I want to focus my career on making data access simple and flexible for non technical people and leave the ideological imperatives to the geeks.

I know that a wall exists between the Marketer and his customer data, and it has nothing to do with programming languages, and everything to do with simplicity and attitude.

I want to tear down the wall so that the future will belong to Marketers who know the beauty of their data.

Programing languages widen the gap!  

All programming languages were/are designed to do one thing: structure, visualize, manipulate, parse, persist, or do something with data. One of the easiest forms of a language for people to use is Structured Query Language or SQL. SQL was originally designed to be used by non technical people to ask questions, AKA queries, of their relational data and get back answers. The only problem is that as your questions got more complex so did your SQL query.  If your data did not conform to the relational structure and was more hierarchical, or poly-structured, the query complexity became exponentially more difficult to author. Let’s get something straight! None of this is resolved by using Java, C++, Python, or any other syntactical language. Even if you used a human, spoken or written language it would still not suffice due to subjectivity and other data governance matters.      

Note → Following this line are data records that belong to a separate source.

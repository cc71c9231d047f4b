//! End-to-end pipeline tests: delta discovery -> queue -> migration, and
//! the change-notification event path, driven through the crate's public
//! API with in-memory fakes standing in for S3/SQS/DynamoDB.
//!
//! The teacher spins up a live server process per test
//! (`tests/integration_test.rs::TestServer`); this crate is a batch CLI
//! with no listening surface to spawn, so these tests drive the same
//! `Migrator`/`JobSender`/`EventProcessor` seam the teacher drives through
//! HTTP, just in-process.

use async_trait::async_trait;
use md5::{Digest, Md5};
use s3_replicator::delta::DeltaFinder;
use s3_replicator::event::EventProcessor;
use s3_replicator::job_sender::JobSender;
use s3_replicator::migrator::Migrator;
use s3_replicator::queue::{Queue, QueueError, QueueMessage};
use s3_replicator::state_store::{StateStore, StateStoreError};
use s3_replicator::storage::{
    content_md5_base64, DownloadCapability, ListingPage, ObjectBody, PartsPage, StorageError,
    UploadCapability, UploadsPage,
};
use s3_replicator::types::{HeadMetadata, JobConfig, JobInfo};
use std::collections::HashMap;
use std::sync::{Arc, Mutex};

struct FakeBucket {
    objects: Mutex<HashMap<String, Vec<u8>>>,
}

impl FakeBucket {
    fn new() -> Self {
        Self { objects: Mutex::new(HashMap::new()) }
    }

    fn with(objects: &[(&str, &str)]) -> Self {
        let bucket = Self::new();
        for (key, body) in objects {
            bucket.objects.lock().unwrap().insert(key.to_string(), body.as_bytes().to_vec());
        }
        bucket
    }
}

#[async_trait]
impl DownloadCapability for FakeBucket {
    async fn list_objects(
        &self,
        prefix: &str,
        _include_version: bool,
        continuation_token: Option<String>,
    ) -> Result<ListingPage, StorageError> {
        if continuation_token.is_some() {
            return Ok(ListingPage::default());
        }
        let jobs = self
            .objects
            .lock()
            .unwrap()
            .iter()
            .filter(|(key, _)| key.starts_with(prefix))
            .map(|(key, body)| JobInfo::new(key.clone(), body.len() as u64))
            .collect();
        Ok(ListingPage { jobs, continuation_token: None })
    }

    async fn get_object(
        &self,
        key: &str,
        _size: u64,
        start: u64,
        chunk_size: u64,
        _version: Option<&str>,
    ) -> Result<ObjectBody, StorageError> {
        let objects = self.objects.lock().unwrap();
        let body = objects.get(key).ok_or_else(|| StorageError::NotFound(key.to_string()))?;
        let end = if chunk_size == 0 { body.len() as u64 } else { (start + chunk_size).min(body.len() as u64) };
        let data = bytes::Bytes::copy_from_slice(&body[start as usize..end as usize]);
        let md5: [u8; 16] = Md5::digest(&data).into();
        Ok(ObjectBody { data, md5 })
    }

    async fn head_object(&self, _key: &str) -> Result<HeadMetadata, StorageError> {
        Ok(HeadMetadata::default())
    }
}

#[async_trait]
impl UploadCapability for FakeBucket {
    async fn upload_object(
        &self,
        key: &str,
        body: bytes::Bytes,
        content_md5: &str,
        _storage_class: Option<&str>,
        _extra_metadata: &HeadMetadata,
    ) -> Result<String, StorageError> {
        let expected = content_md5_base64(&Md5::digest(&body).into());
        assert_eq!(content_md5, expected, "uploader sent the wrong content-md5");
        self.objects.lock().unwrap().insert(key.to_string(), body.to_vec());
        Ok(format!("\"{}\"", hex::encode(Md5::digest(&body))))
    }

    async fn create_multipart_upload(
        &self,
        _key: &str,
        _storage_class: Option<&str>,
        _extra_metadata: &HeadMetadata,
    ) -> Result<String, StorageError> {
        unimplemented!("end-to-end tests only exercise the small-file path")
    }
    async fn upload_part(
        &self,
        _key: &str,
        _upload_id: &str,
        _part_number: i32,
        _body: bytes::Bytes,
        _body_md5: &str,
    ) -> Result<String, StorageError> {
        unimplemented!()
    }
    async fn complete_multipart_upload(&self, _key: &str, _upload_id: &str) -> Result<String, StorageError> {
        unimplemented!()
    }
    async fn list_parts(&self, _key: &str, _upload_id: &str, _token: Option<String>) -> Result<PartsPage, StorageError> {
        unimplemented!()
    }
    async fn list_multipart_uploads(
        &self,
        _prefix: &str,
        _key: Option<&str>,
        _token: Option<String>,
    ) -> Result<UploadsPage, StorageError> {
        Ok(UploadsPage { uploads: vec![], continuation_token: None })
    }
    async fn abort_multipart_upload(&self, _key: &str, _upload_id: &str) -> Result<(), StorageError> {
        Ok(())
    }
    async fn delete_object(&self, key: &str) -> Result<(), StorageError> {
        self.objects.lock().unwrap().remove(key);
        Ok(())
    }
}

struct InMemoryQueue {
    messages: Mutex<Vec<serde_json::Value>>,
}

impl InMemoryQueue {
    fn new() -> Self {
        Self { messages: Mutex::new(Vec::new()) }
    }
}

#[async_trait]
impl Queue for InMemoryQueue {
    async fn send_batch(&self, records: &[serde_json::Value]) -> Result<(), QueueError> {
        self.messages.lock().unwrap().extend_from_slice(records);
        Ok(())
    }
    async fn receive(&self, max: i32) -> Result<Vec<QueueMessage>, QueueError> {
        let mut messages = self.messages.lock().unwrap();
        let take = (max as usize).min(messages.len());
        Ok(messages
            .drain(..take)
            .map(|body| QueueMessage { body, receipt_handle: "rh".to_string() })
            .collect())
    }
    async fn is_empty(&self) -> bool {
        self.messages.lock().unwrap().is_empty()
    }
    async fn delete_message(&self, _receipt_handle: &str) -> Result<(), QueueError> {
        Ok(())
    }
}

struct NoopStateStore;

#[async_trait]
impl StateStore for NoopStateStore {
    async fn log_job_start(
        &self,
        _src_bucket: &str,
        _src_prefix: &str,
        _des_bucket: &str,
        _des_prefix: &str,
        _job: &JobInfo,
        _extra_args: &HeadMetadata,
    ) -> Result<(), StateStoreError> {
        Ok(())
    }
    async fn log_job_end(
        &self,
        _src_bucket: &str,
        _key: &str,
        _etag: Option<String>,
        _err: &str,
    ) -> Result<(), StateStoreError> {
        Ok(())
    }
    async fn check_sequencer(&self, _key: &str, _new_sequencer: &str) -> Result<bool, StateStoreError> {
        Ok(true)
    }
}

/// Sequencer-tracking `StateStore` used by the event-path test, so a
/// replayed event with a lower hex sequencer is actually rejected.
struct SequencerStateStore {
    seen: Mutex<HashMap<String, String>>,
}

#[async_trait]
impl StateStore for SequencerStateStore {
    async fn log_job_start(
        &self,
        _src_bucket: &str,
        _src_prefix: &str,
        _des_bucket: &str,
        _des_prefix: &str,
        _job: &JobInfo,
        _extra_args: &HeadMetadata,
    ) -> Result<(), StateStoreError> {
        Ok(())
    }
    async fn log_job_end(
        &self,
        _src_bucket: &str,
        _key: &str,
        _etag: Option<String>,
        _err: &str,
    ) -> Result<(), StateStoreError> {
        Ok(())
    }
    async fn check_sequencer(&self, key: &str, new_sequencer: &str) -> Result<bool, StateStoreError> {
        let mut seen = self.seen.lock().unwrap();
        let accept = match seen.get(key) {
            Some(existing) if existing.as_str() >= new_sequencer => false,
            _ => true,
        };
        if accept {
            seen.insert(key.to_string(), new_sequencer.to_string());
        }
        Ok(accept)
    }
}

/// Drives the whole batch path: `DeltaFinder` finds the missing key,
/// `JobSender` enqueues it, the worker loop receives it and `Migrator`
/// copies the bytes end to end.
#[tokio::test]
async fn delta_discovery_through_queue_to_migration() {
    let source = Arc::new(FakeBucket::with(&[("a", "hello"), ("b", "world")]));
    let destination = Arc::new(FakeBucket::with(&[("a", "hello")]));
    let queue = Arc::new(InMemoryQueue::new());

    let finder = DeltaFinder::new(source.clone(), destination.clone(), "", false);
    let sender = JobSender::new(finder, queue.clone());
    let enqueued = sender.run_if_queue_empty("").await.unwrap();
    assert_eq!(enqueued, 1);

    let messages = queue.receive(10).await.unwrap();
    assert_eq!(messages.len(), 1);

    let migrator = Migrator::new(
        source,
        destination.clone(),
        Arc::new(NoopStateStore),
        "src",
        "",
        "dst",
        "",
        JobConfig::default(),
    );

    let job: JobInfo = serde_json::from_value(messages[0].body.clone()).unwrap();
    assert_eq!(job.key, "b");
    migrator.run(&job).await.unwrap();

    assert_eq!(destination.objects.lock().unwrap().get("b").unwrap(), b"world");
}

/// A second discovery pass after the first object lands finds nothing left
/// to copy.
#[tokio::test]
async fn second_delta_pass_is_empty_once_converged() {
    let source = Arc::new(FakeBucket::with(&[("a", "hello")]));
    let destination = Arc::new(FakeBucket::with(&[("a", "hello")]));
    let finder = DeltaFinder::new(source, destination, "", false);
    let delta = finder.find_delta("").await.unwrap();
    assert!(delta.is_empty());
}

/// Change-notification batch: one `ObjectCreated` record is routed to the
/// migrator, one `ObjectRemoved` record is routed to deletion, and a
/// stale/replayed sequencer is dropped.
#[tokio::test]
async fn event_batch_splits_transfer_and_delete_and_drops_stale_events() {
    let source = Arc::new(FakeBucket::with(&[("new-file", "payload")]));
    let destination = Arc::new(FakeBucket::with(&[("old-file", "stale")]));
    let state_store: Arc<dyn StateStore> = Arc::new(SequencerStateStore { seen: Mutex::new(HashMap::new()) });

    let processor = EventProcessor::new(state_store.clone());
    let payload = serde_json::json!({
        "Records": [
            {
                "eventName": "ObjectCreated:Put",
                "s3": {"object": {"key": "new-file", "size": 7, "versionId": null, "sequencer": "0055AAAA"}}
            },
            {
                "eventName": "ObjectRemoved:Delete",
                "s3": {"object": {"key": "old-file", "size": null, "versionId": null, "sequencer": "0055AAAB"}}
            },
            {
                "eventName": "ObjectCreated:Put",
                "s3": {"object": {"key": "new-file", "size": 7, "versionId": null, "sequencer": "0011AAAA"}}
            },
        ]
    });

    let batch = processor.process(&payload).await.unwrap();
    assert_eq!(batch.transfer.len(), 1);
    assert_eq!(batch.transfer[0].key, "new-file");
    assert_eq!(batch.delete, vec!["old-file".to_string()]);

    let migrator = Migrator::new(
        source,
        destination.clone(),
        state_store,
        "src",
        "",
        "dst",
        "",
        JobConfig::default(),
    );
    for job in &batch.transfer {
        migrator.run(job).await.unwrap();
    }
    for key in &batch.delete {
        destination.delete_object(key).await.unwrap();
    }

    let objects = destination.objects.lock().unwrap();
    assert_eq!(objects.get("new-file").unwrap(), b"payload");
    assert!(!objects.contains_key("old-file"));
}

The questions are getting more difficult to answer!

IT departments have accomplished great feats with respect to Business Intelligence and Dashboards. Dashboards contain ‘Key Performance Indicators’ which are defined to measure what happened up until the last data load. SQL generating tools like Microstrategy, Cognos, and Tableau were developed to house dashboards and canned reports. BI tools also hide the complexity of languages described in the preceding paragraph. People use these tools to find out what happened:  Gross Sales, Churn Count, Profit/Loss, etc. Business however was not satisfied, they want to know ‘why’ things happen (factors/features/attrition) and more importantly what is going to happen ‘next’ (predictions). Our appetites for higher learning of our customers grew and so did the birth of Modern Data Science. Data Science is here to stay but it has only widened the gap. People are struggling to understand the new vernacular, tools, and processes of advanced analytics. There are incredible ethical concerns! Artificial intelligence is taking on more cognitive and decision making roles that were once thought to be people only domains. Sometimes humans are reluctant to that fact, thus widening the gap.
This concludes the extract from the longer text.